Observational data suggest that metformin use decreases breast cancer (BC) incidence in women with diabetes; the impact of metformin on BC outcomes in this population is less clear. The purpose of this analysis was to explore whether metformin use influences BC outcomes in women with type 2 diabetes. Prospective institutional databases were reviewed to identify patients with diabetes who received chemotherapy for stages I-III BC from 2000 to 2005. Patients diagnosed with diabetes before or within 6 months of BC diagnosis were included. Males and those with type I, gestational, or steroid-induced diabetes were excluded. Patients were stratified based on metformin use, at baseline, defined as use at time of BC diagnosis or at diabetes diagnosis if within 6 months of BC diagnosis.

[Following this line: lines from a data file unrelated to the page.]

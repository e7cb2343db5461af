//! Error types for the extraction pipeline.
//!
//! Three distinct failure classes get three distinct treatments:
//!
//! * **Input errors** (missing file, bad range, invalid document) abort the
//!   whole request with no partial output — variants of [`ExtractError`].
//!
//! * **Limit breaches** are not failures of the document or the caller's
//!   intent; they carry a full [`PaginationAdvisory`] payload telling the
//!   caller exactly how to resubmit, never a bare message.
//!
//! * **Per-page failures** never appear here at all. A page the backend
//!   cannot extract is treated as maximally corrupted and degrades to the
//!   image-fallback path for that page only; the request still completes.

use crate::backend::BackendError;
use crate::output::PaginationAdvisory;
use std::path::PathBuf;
use thiserror::Error;

/// All fatal errors returned by the extraction entry points.
#[derive(Debug, Error)]
pub enum ExtractError {
    /// Document was not found at the given path.
    #[error("PDF file not found: '{path}'")]
    FileNotFound { path: PathBuf },

    /// Process does not have read permission on the document.
    #[error("Permission denied reading '{detail}'")]
    PermissionDenied { detail: String },

    /// The container exists but cannot be read as a document.
    #[error("Invalid or corrupted PDF: {detail}")]
    InvalidDocument { detail: String },

    /// The requested range does not intersect the document.
    #[error(
        "Invalid page range {start_page}-{end_page}: document has {total_pages} pages. \
         Request pages between 1 and {total_pages}."
    )]
    InvalidPageRange {
        start_page: u32,
        end_page: u32,
        total_pages: u32,
    },

    /// A configured cap was breached. Not executed; the advisory payload
    /// carries suggested compliant sub-ranges to resubmit.
    #[error("{} pages requested, limit is {} per request", .0.requested_pages, .0.limit)]
    LimitExceeded(Box<PaginationAdvisory>),

    /// Builder validation failed.
    #[error("Invalid configuration: {0}")]
    InvalidConfig(String),

    /// Unexpected internal error (task panic and the like).
    #[error("Internal error: {0}")]
    Internal(String),
}

impl ExtractError {
    /// Map a document-level backend error to the matching input error.
    pub(crate) fn from_backend(err: BackendError, path: &std::path::Path) -> Self {
        match err {
            BackendError::NotFound(_) => ExtractError::FileNotFound {
                path: path.to_path_buf(),
            },
            BackendError::PermissionDenied(detail) => ExtractError::PermissionDenied { detail },
            BackendError::InvalidDocument(detail) => ExtractError::InvalidDocument { detail },
            BackendError::PageFailed { page, detail } => ExtractError::InvalidDocument {
                detail: format!("page {page}: {detail}"),
            },
        }
    }
}

#[cfg(test)]
mod tests {
    use super::*;
    use crate::output::{LimitKind, SuggestedRange};

    #[test]
    fn invalid_range_display_names_bounds() {
        let e = ExtractError::InvalidPageRange {
            start_page: 12,
            end_page: 20,
            total_pages: 8,
        };
        let msg = e.to_string();
        assert!(msg.contains("12-20"), "got: {msg}");
        assert!(msg.contains("8 pages"), "got: {msg}");
    }

    #[test]
    fn limit_exceeded_serializes_structured_advisory() {
        let advisory = PaginationAdvisory {
            error: LimitKind::PageLimitExceeded,
            requested_pages: 25,
            limit: 10,
            total_pages: 40,
            total_images: None,
            suggested_ranges: vec![SuggestedRange {
                start_page: 1,
                end_page: 10,
                page_count: 10,
                estimated_images: 20,
            }],
        };
        let e = ExtractError::LimitExceeded(Box::new(advisory));
        assert!(e.to_string().contains("25 pages"));
        if let ExtractError::LimitExceeded(plan) = e {
            let json = serde_json::to_value(&*plan).unwrap();
            assert_eq!(json["error"], "PAGE_LIMIT_EXCEEDED");
            assert_eq!(json["suggested_ranges"][0]["end_page"], 10);
        } else {
            unreachable!();
        }
    }
}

Kaplan-Meier methods were used to estimate rates of recurrence-free survival (RFS), overall survival (OS), and contralateral breast cancer (CBC). We identified 313 patients with diabetes who received chemotherapy for BC, 141 (45%) fulfilled inclusion criteria and 76 (54%) used metformin at baseline. There were no differences in clinical presentation or tumor characteristics between metformin users and nonusers. At a median follow-up of 87 months (range, 6.9-140.4 months), there was no difference in RFS (P = 0.61), OS (P = 0.462), or CBC (P = 0.156) based on metformin use. Five-year RFS was 90.4% (95% CI, 84-97) in metformin users and 85.4% (95% CI, 78-94) in nonusers. In this cohort of patients with type 2 diabetes receiving systemic chemotherapy for invasive BC, the use of metformin was not associated with improved outcomes.

摘要

观察性数据表明,使用二甲双胍可降低糖尿病女性患乳腺癌(BC)的发病率;二甲双胍对该人群乳腺癌预后的影响尚不清楚。本分析的目的是探讨使用二甲双胍是否会影响2型糖尿病女性的乳腺癌预后。回顾前瞻性机构数据库,以确定2000年至2005年期间因I-III期乳腺癌接受化疗的糖尿病患者。纳入在乳腺癌诊断前或诊断后6个月内被诊断为糖尿病的患者。排除男性以及患有I型、妊娠期或类固醇诱导型糖尿病的患者。患者根据基线时二甲双胍的使用情况进行分层,定义为在乳腺癌诊断时使用或在乳腺癌诊断后6个月内糖尿病诊断时使用。采用Kaplan-Meier方法估计无复发生存率(RFS)、总生存率(OS)和对侧乳腺癌(CBC)发生率。我们确定了313例因乳腺癌接受化疗的糖尿病患者,141例(45%)符合纳入标准,76例(54%)在基线时使用二甲双胍。二甲双胍使用者和非使用者在临床表现或肿瘤特征方面无差异。在中位随访87个月(范围6.9-140.4个月)时,根据二甲双胍的使用情况,RFS(P = 0.61)、OS(P = 0.462)或CBC(P = 0.156)无差异。二甲双胍使用者的5年RFS为90.4%(95%CI,84-97),非使用者为85.4%(95%CI,78-94)。在这一队列接受浸润性乳腺癌全身化疗的2型糖尿病患者中,使用二甲双胍与改善预后无关。